--- LISTED RECORDS Enclosed Below ---
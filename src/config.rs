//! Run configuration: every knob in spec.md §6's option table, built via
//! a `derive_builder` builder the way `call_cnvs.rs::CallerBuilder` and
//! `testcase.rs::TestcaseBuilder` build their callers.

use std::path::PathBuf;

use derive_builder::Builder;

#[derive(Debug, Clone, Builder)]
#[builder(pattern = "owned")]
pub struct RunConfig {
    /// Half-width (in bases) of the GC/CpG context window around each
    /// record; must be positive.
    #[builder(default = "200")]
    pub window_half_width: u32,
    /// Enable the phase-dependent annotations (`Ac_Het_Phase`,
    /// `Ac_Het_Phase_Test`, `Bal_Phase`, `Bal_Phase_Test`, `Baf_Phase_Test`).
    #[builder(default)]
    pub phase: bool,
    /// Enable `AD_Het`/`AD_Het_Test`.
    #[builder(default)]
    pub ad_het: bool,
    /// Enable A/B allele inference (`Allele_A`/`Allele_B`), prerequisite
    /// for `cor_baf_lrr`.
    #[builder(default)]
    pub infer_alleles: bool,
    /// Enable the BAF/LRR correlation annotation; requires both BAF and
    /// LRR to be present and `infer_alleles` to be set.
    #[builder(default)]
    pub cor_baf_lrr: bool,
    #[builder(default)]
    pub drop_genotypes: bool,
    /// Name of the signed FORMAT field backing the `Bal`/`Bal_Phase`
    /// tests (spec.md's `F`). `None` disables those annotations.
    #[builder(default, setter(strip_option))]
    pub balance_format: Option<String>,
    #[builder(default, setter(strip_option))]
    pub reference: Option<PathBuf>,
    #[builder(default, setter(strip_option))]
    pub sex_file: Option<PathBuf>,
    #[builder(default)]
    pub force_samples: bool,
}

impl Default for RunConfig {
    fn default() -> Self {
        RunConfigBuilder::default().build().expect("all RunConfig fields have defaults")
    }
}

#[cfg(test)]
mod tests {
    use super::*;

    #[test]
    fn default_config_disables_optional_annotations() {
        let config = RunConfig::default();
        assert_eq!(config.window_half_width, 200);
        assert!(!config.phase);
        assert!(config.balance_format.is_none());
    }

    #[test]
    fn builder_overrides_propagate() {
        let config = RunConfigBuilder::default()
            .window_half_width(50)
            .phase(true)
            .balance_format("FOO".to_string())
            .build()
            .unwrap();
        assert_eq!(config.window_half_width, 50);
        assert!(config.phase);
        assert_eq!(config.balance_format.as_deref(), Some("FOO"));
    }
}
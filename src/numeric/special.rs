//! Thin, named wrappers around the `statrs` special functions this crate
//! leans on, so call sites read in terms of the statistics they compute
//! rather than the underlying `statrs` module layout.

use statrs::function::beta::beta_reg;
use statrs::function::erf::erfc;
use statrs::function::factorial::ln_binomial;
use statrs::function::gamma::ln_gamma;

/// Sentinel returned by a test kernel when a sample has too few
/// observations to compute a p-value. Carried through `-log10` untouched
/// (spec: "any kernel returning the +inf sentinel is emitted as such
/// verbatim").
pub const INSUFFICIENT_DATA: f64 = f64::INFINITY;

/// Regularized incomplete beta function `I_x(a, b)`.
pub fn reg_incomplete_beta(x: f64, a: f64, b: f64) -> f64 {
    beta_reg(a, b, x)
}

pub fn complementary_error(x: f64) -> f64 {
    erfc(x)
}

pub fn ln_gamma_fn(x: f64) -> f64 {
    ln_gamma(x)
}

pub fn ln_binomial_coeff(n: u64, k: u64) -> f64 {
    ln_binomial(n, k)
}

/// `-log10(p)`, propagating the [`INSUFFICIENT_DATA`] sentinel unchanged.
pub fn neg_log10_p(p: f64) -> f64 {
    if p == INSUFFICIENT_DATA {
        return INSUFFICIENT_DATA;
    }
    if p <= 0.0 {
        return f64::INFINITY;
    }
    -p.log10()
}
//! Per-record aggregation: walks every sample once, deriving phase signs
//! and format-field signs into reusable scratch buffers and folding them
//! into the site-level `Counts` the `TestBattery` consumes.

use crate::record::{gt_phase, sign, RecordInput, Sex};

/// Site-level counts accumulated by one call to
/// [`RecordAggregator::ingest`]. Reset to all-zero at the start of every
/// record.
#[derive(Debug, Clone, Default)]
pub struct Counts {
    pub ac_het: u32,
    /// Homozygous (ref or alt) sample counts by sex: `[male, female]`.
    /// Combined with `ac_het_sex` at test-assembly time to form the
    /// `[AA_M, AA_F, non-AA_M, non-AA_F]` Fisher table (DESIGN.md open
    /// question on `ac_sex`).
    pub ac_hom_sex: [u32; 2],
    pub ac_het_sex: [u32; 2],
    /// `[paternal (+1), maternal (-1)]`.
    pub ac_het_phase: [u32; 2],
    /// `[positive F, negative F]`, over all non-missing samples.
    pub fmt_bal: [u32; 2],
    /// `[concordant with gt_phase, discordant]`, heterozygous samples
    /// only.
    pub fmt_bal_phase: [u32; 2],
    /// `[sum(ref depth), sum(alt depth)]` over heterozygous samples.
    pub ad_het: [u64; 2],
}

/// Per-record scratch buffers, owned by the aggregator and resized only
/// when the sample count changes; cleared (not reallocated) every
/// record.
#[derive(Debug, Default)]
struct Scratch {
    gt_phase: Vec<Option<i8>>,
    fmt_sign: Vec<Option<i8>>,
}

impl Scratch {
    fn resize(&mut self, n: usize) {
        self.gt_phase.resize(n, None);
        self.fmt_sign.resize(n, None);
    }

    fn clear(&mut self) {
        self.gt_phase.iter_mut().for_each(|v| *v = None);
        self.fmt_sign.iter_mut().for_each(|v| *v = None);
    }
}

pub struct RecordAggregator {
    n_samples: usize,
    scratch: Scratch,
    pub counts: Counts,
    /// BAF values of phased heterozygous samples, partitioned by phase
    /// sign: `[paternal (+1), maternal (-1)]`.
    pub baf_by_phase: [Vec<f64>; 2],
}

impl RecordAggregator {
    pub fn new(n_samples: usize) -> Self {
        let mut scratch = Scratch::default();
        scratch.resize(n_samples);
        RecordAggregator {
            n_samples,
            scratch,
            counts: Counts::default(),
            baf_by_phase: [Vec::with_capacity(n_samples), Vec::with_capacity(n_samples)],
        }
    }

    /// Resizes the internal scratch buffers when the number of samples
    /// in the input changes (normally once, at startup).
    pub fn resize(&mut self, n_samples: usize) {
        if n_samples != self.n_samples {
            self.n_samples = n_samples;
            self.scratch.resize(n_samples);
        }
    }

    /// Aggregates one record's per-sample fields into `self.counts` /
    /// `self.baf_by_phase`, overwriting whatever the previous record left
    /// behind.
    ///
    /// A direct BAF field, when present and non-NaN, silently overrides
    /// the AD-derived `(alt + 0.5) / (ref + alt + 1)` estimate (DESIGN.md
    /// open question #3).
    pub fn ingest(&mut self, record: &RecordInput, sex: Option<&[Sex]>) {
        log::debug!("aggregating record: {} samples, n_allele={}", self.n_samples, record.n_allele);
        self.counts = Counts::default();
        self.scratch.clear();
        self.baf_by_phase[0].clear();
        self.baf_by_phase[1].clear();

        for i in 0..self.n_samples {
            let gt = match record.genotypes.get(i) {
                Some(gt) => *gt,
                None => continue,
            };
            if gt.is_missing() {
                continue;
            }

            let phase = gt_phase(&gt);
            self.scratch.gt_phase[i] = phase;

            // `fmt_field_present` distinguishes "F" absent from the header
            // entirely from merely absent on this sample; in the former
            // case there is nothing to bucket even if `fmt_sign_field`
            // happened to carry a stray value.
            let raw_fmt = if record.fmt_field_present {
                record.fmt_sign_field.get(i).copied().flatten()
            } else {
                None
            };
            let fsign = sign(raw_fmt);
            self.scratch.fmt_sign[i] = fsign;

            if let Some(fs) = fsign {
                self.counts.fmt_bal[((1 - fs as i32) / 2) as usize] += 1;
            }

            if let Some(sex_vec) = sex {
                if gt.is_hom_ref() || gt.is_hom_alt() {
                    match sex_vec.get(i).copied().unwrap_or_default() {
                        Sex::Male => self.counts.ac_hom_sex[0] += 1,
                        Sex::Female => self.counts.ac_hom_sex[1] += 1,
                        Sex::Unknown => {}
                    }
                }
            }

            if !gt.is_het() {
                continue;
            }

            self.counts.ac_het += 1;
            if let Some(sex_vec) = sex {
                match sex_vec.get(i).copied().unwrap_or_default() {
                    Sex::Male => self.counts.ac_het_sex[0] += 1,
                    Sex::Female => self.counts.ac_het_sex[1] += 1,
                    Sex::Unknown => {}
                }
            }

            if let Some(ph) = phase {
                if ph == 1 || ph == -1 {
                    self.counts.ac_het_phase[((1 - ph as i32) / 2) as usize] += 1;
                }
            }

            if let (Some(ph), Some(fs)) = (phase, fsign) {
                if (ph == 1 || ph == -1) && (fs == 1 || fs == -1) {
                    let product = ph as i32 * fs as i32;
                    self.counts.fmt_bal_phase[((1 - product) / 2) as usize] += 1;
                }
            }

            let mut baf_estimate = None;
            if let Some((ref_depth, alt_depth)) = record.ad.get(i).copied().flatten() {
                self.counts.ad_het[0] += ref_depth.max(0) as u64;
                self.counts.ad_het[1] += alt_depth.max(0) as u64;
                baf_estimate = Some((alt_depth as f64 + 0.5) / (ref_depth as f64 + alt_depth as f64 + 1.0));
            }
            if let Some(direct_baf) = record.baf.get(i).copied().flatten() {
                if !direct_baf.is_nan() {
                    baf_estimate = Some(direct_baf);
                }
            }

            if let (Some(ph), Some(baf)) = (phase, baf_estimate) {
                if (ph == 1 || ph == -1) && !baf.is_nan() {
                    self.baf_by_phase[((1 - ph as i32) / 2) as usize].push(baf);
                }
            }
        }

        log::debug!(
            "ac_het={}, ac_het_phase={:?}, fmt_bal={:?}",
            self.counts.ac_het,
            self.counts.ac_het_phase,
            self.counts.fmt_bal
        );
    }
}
--- End of Enclosed LISTED RECORDS ---
WORK INSTRUCTION: Which lines of the records above contain the word "Some"? Show each of them.

REPLY:
        assert_eq!(config.balance_format.as_deref(), Some("FOO"));
                Some(gt) => *gt,
            if let Some(fs) = fsign {
            if let Some(sex_vec) = sex {
            if let Some(sex_vec) = sex {
            if let Some(ph) = phase {
            if let (Some(ph), Some(fs)) = (phase, fsign) {
            if let Some((ref_depth, alt_depth)) = record.ad.get(i).copied().flatten() {
                baf_estimate = Some((alt_depth as f64 + 0.5) / (ref_depth as f64 + alt_depth as f64 + 1.0));
            if let Some(direct_baf) = record.baf.get(i).copied().flatten() {
                    baf_estimate = Some(direct_baf);
            if let (Some(ph), Some(baf)) = (phase, baf_estimate) {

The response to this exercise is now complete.